Exploring an Ecosystem in Transition: The Road to FlamingoBill Nuttle ·
The Florida Everglades is an ecosystem in transition, but is it transitioning toward a condition that people find desirable? This is a question that the Everglades report card may be able to answer. Currently, the Integration and Application Network is working with water managers and ecologists to incorporate an environmental report card into the Everglades 2019 System Status Report. This will be the sixth in a series of reports intended to track progress in the Comprehensive Everglades Restoration Plan (CERP). After seventeen years of CERP, the Everglades is showing signs of recovery. However, in recent years the effects of climate change and accelerated sea level rise also are appearing. Unanticipated in the design of CERP, these factors have the potential to steer the Everglades’ transition in a different direction.
The Everglades is an extensive wetland ecosystem that covers most of South Florida. Within CERP, federal and state water managers work to restore the Everglades to pre-existent conditions before wide-spread drainage and development altered its hydrology. Launched by the US Congress in 2000, CERP was among the first of several large-scale projects now underway to restore regional ecosystems in the US. Other similar work is going on around San Francisco Bay, the Mississippi River deltaic region, the Upper Mississippi River basin, Long Island Sound, and the Chesapeake Bay. The 2019 SSR will include, for the first time, an Everglades report card similar to IAN’s Chesapeake Bay report card.
Following a series of workshops, the IAN team took the opportunity in August to visit Everglades National Park and see a portion of the ecosystem up close. This park was built in 1947 to protect and preserve this unique landscape. Beginning in the late 19th century, various development schemes converted about one third of the original extent of the Everglades to farmland. The wetlands along the southeast coast of Florida were drained and filled to accommodate the rapidly growing cities of Miami and Fort Lauderdale. The creation of the park preserved the largely untouched southern third of the Everglades from the direct impacts of development. However, it could not protect the ecosystem from the indirect impacts of altered water flow from activities upstream and along its eastern boundary. In response to these impacts, CERP derived from research that began in the 1970s in order to research and restore pre-drainage hydrologic conditions.
The IAN team travelled from the main park entrance, near Florida City, to Flamingo, at the southernmost point on the Florida mainland. Along the way we saw the full range of the park’s distinctive natural habitats. The Everglades landscape is primarily shaped by subtle differences in the frequency and duration of soil surface flooding, a characteristic known as hydroperiod.
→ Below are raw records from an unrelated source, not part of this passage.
#[cfg(test)]
mod tests {
    use super::*;
    use crate::{
        backend::QueryOutcome,
        convert::{ConverterConfig, QueryConverter},
        criteria::RawQuery,
        plan::{QueryOp, StoreQuery},
    };
    use async_trait::async_trait;
    use serde_json::json;
    use std::sync::Mutex;

    /// Scripted backend recording every query and procedure call.
    #[derive(Debug, Default)]
    struct ScriptedBackend {
        outcome: Mutex<QueryOutcome>,
        responses: Mutex<HashMap<String, Result<Value, String>>>,
        queries: Mutex<Vec<StoreQuery>>,
        calls: Mutex<Vec<(String, Map<String, Value>)>>,
    }

    impl ScriptedBackend {
        fn with_outcome(rows: Vec<Value>, total_rows: Option<u64>) -> Self {
            let backend = Self::default();
            *backend.outcome.lock().unwrap() = QueryOutcome { rows, total_rows };
            backend
        }

        fn respond(&self, procedure: &str, response: Result<Value, &str>) {
            self.responses.lock().unwrap().insert(
                procedure.to_string(),
                response.map_err(str::to_string),
            );
        }

        fn recorded_queries(&self) -> Vec<StoreQuery> {
            self.queries.lock().unwrap().clone()
        }

        fn recorded_calls(&self) -> Vec<(String, Map<String, Value>)> {
            self.calls.lock().unwrap().clone()
        }
    }

    #[async_trait]
    impl StoreBackend for ScriptedBackend {
        async fn query(&self, query: &StoreQuery) -> ExecutionResult<QueryOutcome> {
            self.queries.lock().unwrap().push(query.clone());
            let outcome = self.outcome.lock().unwrap();
            Ok(QueryOutcome {
                rows: outcome.rows.clone(),
                total_rows: outcome.total_rows,
            })
        }

        async fn call(
            &self,
            procedure: &str,
            params: Map<String, Value>,
        ) -> ExecutionResult<Value> {
            self.calls
                .lock()
                .unwrap()
                .push((procedure.to_string(), params));

            match self.responses.lock().unwrap().get(procedure) {
                Some(Ok(value)) => Ok(value.clone()),
                Some(Err(detail)) => Err(ExecutionError::Procedure(
                    procedure.to_string(),
                    detail.clone(),
                )),
                None => Err(ExecutionError::Procedure(
                    procedure.to_string(),
                    "no scripted response".to_string(),
                )),
            }
        }

        async fn insert_row(&self, _table: &str, row: Value) -> ExecutionResult<Value> {
            Ok(row)
        }

        async fn update_rows(
            &self,
            _table: &str,
            _matches: &Map<String, Value>,
            _changes: Value,
        ) -> ExecutionResult<Vec<Value>> {
            Ok(Vec::new())
        }

        async fn delete_rows(
            &self,
            _table: &str,
            _matches: &Map<String, Value>,
        ) -> ExecutionResult<u64> {
            Ok(0)
        }
    }

    fn service(backend: ScriptedBackend, config: ServiceConfig) -> QueryService<ScriptedBackend> {
        QueryService::new(
            backend,
            QueryConverter::new(ConverterConfig::default()),
            config,
        )
    }

    fn criteria_with_page(table: &str, limit: &str, offset: &str) -> Criteria {
        let raw = RawQuery {
            limit: Some(limit.to_string()),
            offset: Some(offset.to_string()),
            ..RawQuery::default()
        };
        Criteria::build(table, "*", &raw, None).unwrap()
    }

    #[tokio::test]
    async fn direct_path_applies_range_and_shapes_envelope() {
        let backend =
            ScriptedBackend::with_outcome(vec![json!({"id": "r1"}), json!({"id": "r2"})], Some(95));
        let service = service(backend, ServiceConfig::default());
        let criteria = criteria_with_page("contacts", "10", "20");

        let result: Paginated<Value> = service.execute(&criteria).await.unwrap();

        assert_eq!(result.data.len(), 2);
        assert_eq!(result.pagination.page, 3);
        assert_eq!(result.pagination.total_rows, 95);
        assert_eq!(result.pagination.total_pages, 10);

        let queries = service.backend.recorded_queries();
        assert_eq!(queries.len(), 1);
        assert!(queries[0]
            .ops
            .iter()
            .any(|op| matches!(op, QueryOp::Range { start: 20, end: 29 })));
    }

    #[tokio::test]
    async fn absent_limit_gets_the_default_window() {
        let backend = ScriptedBackend::with_outcome(Vec::new(), Some(0));
        let service = service(backend, ServiceConfig::default());
        let criteria = Criteria::build("contacts", "*", &RawQuery::default(), None).unwrap();

        let _: Paginated<Value> = service.execute(&criteria).await.unwrap();

        let queries = service.backend.recorded_queries();
        assert!(queries[0]
            .ops
            .iter()
            .any(|op| matches!(op, QueryOp::Range { start: 0, end: 49 })));
    }

    #[tokio::test]
    async fn zero_limit_also_gets_the_default_window() {
        let backend = ScriptedBackend::with_outcome(Vec::new(), Some(0));
        let service = service(backend, ServiceConfig::default());
        let criteria = criteria_with_page("contacts", "0", "0");

        let _: Paginated<Value> = service.execute(&criteria).await.unwrap();

        let queries = service.backend.recorded_queries();
        assert!(queries[0]
            .ops
            .iter()
            .any(|op| matches!(op, QueryOp::Range { start: 0, end: 49 })));
    }

    #[tokio::test]
    async fn rpc_path_issues_exactly_two_calls_and_combines_them() {
        let backend = ScriptedBackend::default();
        backend.respond("fetch_call_history", Ok(json!([{"id": "c1"}])));
        backend.respond("count_call_history", Ok(json!(7)));

        let config = ServiceConfig::default().with_rpc_view(
            "view_call_history",
            "fetch_call_history",
            "count_call_history",
        );
        let service = service(backend, config);
        let criteria = criteria_with_page("view_call_history", "5", "0");

        let result: Paginated<Value> = service.execute(&criteria).await.unwrap();

        assert_eq!(result.data.len(), 1);
        assert_eq!(result.pagination.total_rows, 7);
        assert_eq!(result.pagination.total_pages, 2);

        let calls = service.backend.recorded_calls();
        assert_eq!(calls.len(), 2);
        assert!(service.backend.recorded_queries().is_empty());

        let (_, rows_params) = calls
            .iter()
            .find(|(name, _)| name == "fetch_call_history")
            .unwrap();
        assert_eq!(rows_params["p_limit"], json!(5));
        assert_eq!(rows_params["p_offset"], json!(0));
        assert_eq!(rows_params["p_order_direction"], json!("ASC"));
        assert_eq!(rows_params["p_filters"], json!([]));

        let (_, count_params) = calls
            .iter()
            .find(|(name, _)| name == "count_call_history")
            .unwrap();
        assert_eq!(count_params.len(), 1);
        assert_eq!(count_params["p_filters"], json!([]));
    }

    #[tokio::test]
    async fn rpc_path_passes_filters_and_order() {
        let backend = ScriptedBackend::default();
        backend.respond("fetch_call_history", Ok(json!([])));
        backend.respond("count_call_history", Ok(json!(0)));

        let config = ServiceConfig::default().with_rpc_view(
            "view_call_history",
            "fetch_call_history",
            "count_call_history",
        );
        let service = service(backend, config);

        let raw = RawQuery {
            filters: Some(r#"[{"field":"status","operator":"equal","value":"done"}]"#.to_string()),
            order_by: Some("started_at".to_string()),
            order_direction: Some("descending".to_string()),
            limit: Some("5".to_string()),
            offset: Some("10".to_string()),
        };
        let criteria = Criteria::build("view_call_history", "*", &raw, None).unwrap();

        let _: Paginated<Value> = service.execute(&criteria).await.unwrap();

        let calls = service.backend.recorded_calls();
        let (_, rows_params) = calls
            .iter()
            .find(|(name, _)| name == "fetch_call_history")
            .unwrap();
        assert_eq!(
            rows_params["p_filters"],
            json!([{"field": "status", "operator": "eq", "value": "done"}])
        );
        assert_eq!(rows_params["p_order_by"], json!("started_at"));
        assert_eq!(rows_params["p_order_direction"], json!("DESC"));
    }

    #[tokio::test]
    async fn rpc_failure_of_either_call_fails_the_whole_execution() {
        let backend = ScriptedBackend::default();
        backend.respond("fetch_call_history", Ok(json!([{"id": "c1"}])));
        backend.respond("count_call_history", Err("count blew up"));

        let config = ServiceConfig::default().with_rpc_view(
            "view_call_history",
            "fetch_call_history",
            "count_call_history",
        );
        let service = service(backend, config);
        let criteria = criteria_with_page("view_call_history", "5", "0");

        let err = service
            .execute::<Value>(&criteria)
            .await
            .unwrap_err();

        assert!(matches!(err, ExecutionError::Procedure(ref name, _) if name == "count_call_history"));
    }

    #[tokio::test]
    async fn rpc_null_count_is_an_empty_total() {
        let backend = ScriptedBackend::default();
        backend.respond("fetch_call_history", Ok(json!(null)));
        backend.respond("count_call_history", Ok(json!(null)));

        let config = ServiceConfig::default().with_rpc_view(
            "view_call_history",
            "fetch_call_history",
            "count_call_history",
        );
        let service = service(backend, config);
        let criteria = criteria_with_page("view_call_history", "5", "0");

        let result: Paginated<Value> = service.execute(&criteria).await.unwrap();

        assert!(result.data.is_empty());
        assert_eq!(result.pagination.page, 1);
        assert_eq!(result.pagination.total_pages, 0);
    }

    #[tokio::test]
    async fn unregistered_table_takes_the_direct_path() {
        let backend = ScriptedBackend::with_outcome(Vec::new(), Some(0));
        let config = ServiceConfig::default().with_rpc_view(
            "view_call_history",
            "fetch_call_history",
            "count_call_history",
        );
        let service = service(backend, config);
        let criteria = criteria_with_page("contacts", "10", "0");

        let _: Paginated<Value> = service.execute(&criteria).await.unwrap();

        assert_eq!(service.backend.recorded_queries().len(), 1);
        assert!(service.backend.recorded_calls().is_empty());
    }

    #[tokio::test]
    async fn undecodable_rows_fail_the_execution() {
        #[derive(Debug, serde::Deserialize)]
        struct Contact {
            #[allow(dead_code)]
            id: String,
        }

        let backend = ScriptedBackend::with_outcome(vec![json!({"identifier": 1})], Some(1));
        let service = service(backend, ServiceConfig::default());
        let criteria = criteria_with_page("contacts", "10", "0");

        let err = service
            .execute::<Contact>(&criteria)
            .await
            .unwrap_err();

        assert!(matches!(err, ExecutionError::Decode(_)));
    }
}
Disturbance by fire and hurricane also influence the structure of the landscape.
Just before entering the park, the road crosses the C111 Canal, one of the major drainage canals that make it possible to grow tomatoes where sawgrass grew formerly. Immediately inside the entrance gate, the road crosses Taylor Slough, the smaller of two flow ways that convey fresh surface water through Everglades Park. Taylor Slough is an important source of freshwater inflow needed to maintain productive, estuarine conditions in Florida Bay and the adjacent coastal mangroves.
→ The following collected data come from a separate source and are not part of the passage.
//! In-memory store backend for development and testing.
//!
//! Rows are JSON objects held in per-table vectors behind an async-aware
//! read-write lock. Stored procedures are registered as closures, which lets
//! tests exercise the aggregate execution path without a live database.

use std::{collections::HashMap, fmt, sync::Arc};

use async_trait::async_trait;
use mea::rwlock::RwLock;
use serde_json::{Map, Value};
use uuid::Uuid;

use rowlayer_core::{
    backend::{QueryOutcome, StoreBackend, StoreBackendBuilder},
    error::{ExecutionError, ExecutionResult},
    plan::{CountMode, QueryOp, StoreQuery},
};

use crate::evaluator::{compare_fields, row_matches};

/// A registered stored-procedure handler.
pub type ProcedureHandler =
    Arc<dyn Fn(&Map<String, Value>) -> ExecutionResult<Value> + Send + Sync>;

type TableMap = HashMap<String, Vec<Value>>;

/// Thread-safe in-memory row store.
///
/// `MemoryStore` is cloneable and uses `Arc`-wrapped internal state, so
/// multiple clones share the same underlying data across async tasks.
/// Queries scan the whole table; this is intended for tests and small
/// development datasets, not production traffic.
///
/// # Example
///
/// ```ignore
/// use rowlayer_memory::MemoryStore;
/// use rowlayer_core::plan::{StoreQuery, CountMode};
/// use serde_json::json;
///
/// let store = MemoryStore::new();
/// store.seed_table("contacts", vec![json!({"id": "c1", "name": "Alice"})]).await;
///
/// let query = StoreQuery::new("contacts", "*", CountMode::Exact);
/// let outcome = store.query(&query).await?;
/// assert_eq!(outcome.total_rows, Some(1));
/// # Ok::<(), rowlayer_core::error::ExecutionError>(())
/// ```
#[derive(Default, Clone)]
pub struct MemoryStore {
    tables: Arc<RwLock<TableMap>>,
    procedures: Arc<RwLock<HashMap<String, ProcedureHandler>>>,
}

impl fmt::Debug for MemoryStore {
    fn fmt(&self, f: &mut fmt::Formatter<'_>) -> fmt::Result {
        f.debug_struct("MemoryStore").finish_non_exhaustive()
    }
}

impl MemoryStore {
    /// Creates a new empty store.
    pub fn new() -> Self {
        Self::default()
    }

    /// Creates a builder for constructing a `MemoryStore`.
    pub fn builder() -> MemoryStoreBuilder {
        MemoryStoreBuilder::default()
    }

    /// Replaces the contents of a table, creating it if needed.
    pub async fn seed_table(&self, table: &str, rows: Vec<Value>) {
        self.tables
            .write()
            .await
            .insert(table.to_string(), rows);
    }

    /// Registers a stored-procedure handler under the given name.
    pub async fn register_procedure<F>(&self, name: &str, handler: F)
    where
        F: Fn(&Map<String, Value>) -> ExecutionResult<Value> + Send + Sync + 'static,
    {
        self.procedures
            .write()
            .await
            .insert(name.to_string(), Arc::new(handler));
    }
}

#[async_trait]
impl StoreBackend for MemoryStore {
    async fn query(&self, query: &StoreQuery) -> ExecutionResult<QueryOutcome> {
        let tables = self.tables.read().await;
        let rows = tables
            .get(&query.table)
            .cloned()
            .unwrap_or_default();

        let mut filtered: Vec<Value> = rows
            .into_iter()
            .filter(|row| {
                query
                    .predicates()
                    .all(|(field, operator, literal)| row_matches(row, field, operator, literal))
            })
            .collect();

        // The exact count covers all matching rows, not just the window.
        let total_rows = match query.count {
            CountMode::Exact => Some(filtered.len() as u64),
            CountMode::None => None,
        };

        for op in &query.ops {
            match op {
                QueryOp::Order { field, ascending } => {
                    filtered.sort_by(|a, b| {
                        let left = a.get(field).unwrap_or(&Value::Null);
                        let right = b.get(field).unwrap_or(&Value::Null);

                        if *ascending {
                            compare_fields(left, right)
                        } else {
                            compare_fields(right, left)
                        }
                    });
                }
                QueryOp::Range { start, end } => {
                    let window = end - start + 1;
                    filtered = filtered
                        .into_iter()
                        .skip(*start as usize)
                        .take(window as usize)
                        .collect();
                }
                QueryOp::Predicate { .. } => {}
            }
        }

        Ok(QueryOutcome {
            rows: filtered,
            total_rows,
        })
    }

    async fn call(&self, procedure: &str, params: Map<String, Value>) -> ExecutionResult<Value> {
        let handler = self
            .procedures
            .read()
            .await
            .get(procedure)
            .cloned();

        match handler {
            Some(handler) => handler(&params),
            None => Err(ExecutionError::Procedure(
                procedure.to_string(),
                "unknown procedure".to_string(),
            )),
        }
    }

    async fn insert_row(&self, table: &str, row: Value) -> ExecutionResult<Value> {
        let mut row = match row {
            Value::Object(map) => map,
            other => {
                return Err(ExecutionError::Store(format!(
                    "cannot insert non-object row: {other}"
                )));
            }
        };

        row.entry("id".to_string())
            .or_insert_with(|| Value::String(Uuid::new_v4().to_string()));

        let stored = Value::Object(row);

        self.tables
            .write()
            .await
            .entry(table.to_string())
            .or_default()
            .push(stored.clone());

        Ok(stored)
    }

    async fn update_rows(
        &self,
        table: &str,
        matches: &Map<String, Value>,
        changes: Value,
    ) -> ExecutionResult<Vec<Value>> {
        let changes = changes
            .as_object()
            .cloned()
            .ok_or_else(|| ExecutionError::Store("update changes must be an object".to_string()))?;

        let mut tables = self.tables.write().await;
        let rows = tables.entry(table.to_string()).or_default();

        let mut updated = Vec::new();

        for row in rows.iter_mut() {
            if !matches_row(row, matches) {
                continue;
            }

            if let Some(object) = row.as_object_mut() {
                for (key, value) in &changes {
                    object.insert(key.clone(), value.clone());
                }
            }

            updated.push(row.clone());
        }

        Ok(updated)
    }

    async fn delete_rows(
        &self,
        table: &str,
        matches: &Map<String, Value>,
    ) -> ExecutionResult<u64> {
        let mut tables = self.tables.write().await;
        let rows = tables.entry(table.to_string()).or_default();

        let before = rows.len();
        rows.retain(|row| !matches_row(row, matches));

        Ok((before - rows.len()) as u64)
    }
}

fn matches_row(row: &Value, matches: &Map<String, Value>) -> bool {
    matches
        .iter()
        .all(|(field, value)| row.get(field) == Some(value))
}

/// Builder for constructing [`MemoryStore`] instances.
#[derive(Default)]
pub struct MemoryStoreBuilder;

#[async_trait]
impl StoreBackendBuilder for MemoryStoreBuilder {
    type Backend = MemoryStore;

    /// Builds and returns a new [`MemoryStore`] instance.
    async fn build(self) -> ExecutionResult<Self::Backend> {
        Ok(MemoryStore::new())
    }
}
At Taylor Slough we encountered some of the restoration activities that aim to reverse the impacts of altered regional hydrology. The construction of the C111 drainage canal in the 1960s cut off Taylor Slough from its headwaters, in addition to draining the farmland to the east, and it drastically reduced the amount of freshwater inflow into Florida Bay. To restore the amount of water flowing south to Florida Bay, water managers have installed pumps along the park’s eastern boundary to lift water out of the drainage canals and discharge it into Taylor Slough. If you know where to look, it is possible to see the pump station about a mile or so north from an interpretive sign along the road that describes its restoration.
Vegetation in Taylor Slough has responded as hoped to the water added from pumping. The area covered by flood-tolerant “slough” species has increased. This is an encouraging sign, because it confirms the hypothesis underlying CERP that if water managers can restore the hydrology to what it was prior to drainage, then the ecology of the Everglades will recover on its own. But, the outlook for restoration’s success is complicated by recent an acceleration in the rate of sea level rise.
The slow rise of sea level helped shape the evolution of the South Florida landscape over the ~4000 years that the Everglades has existed. Water level monitoring in the park confirms that rising sea level influences the hydroperiod in wetland areas far inland from the coastlines of Florida Bay and the Gulf of Mexico. In this area the ecosystem has maintained a dynamic balance between processes of soil loss and accretion, as such, soil accretion has matched sea-level rise. However, with a warming climate, the rate of sea level rise has accelerated sharply since before 2000. Will the ecosystem be able to maintain the balance between soil accretion and loss?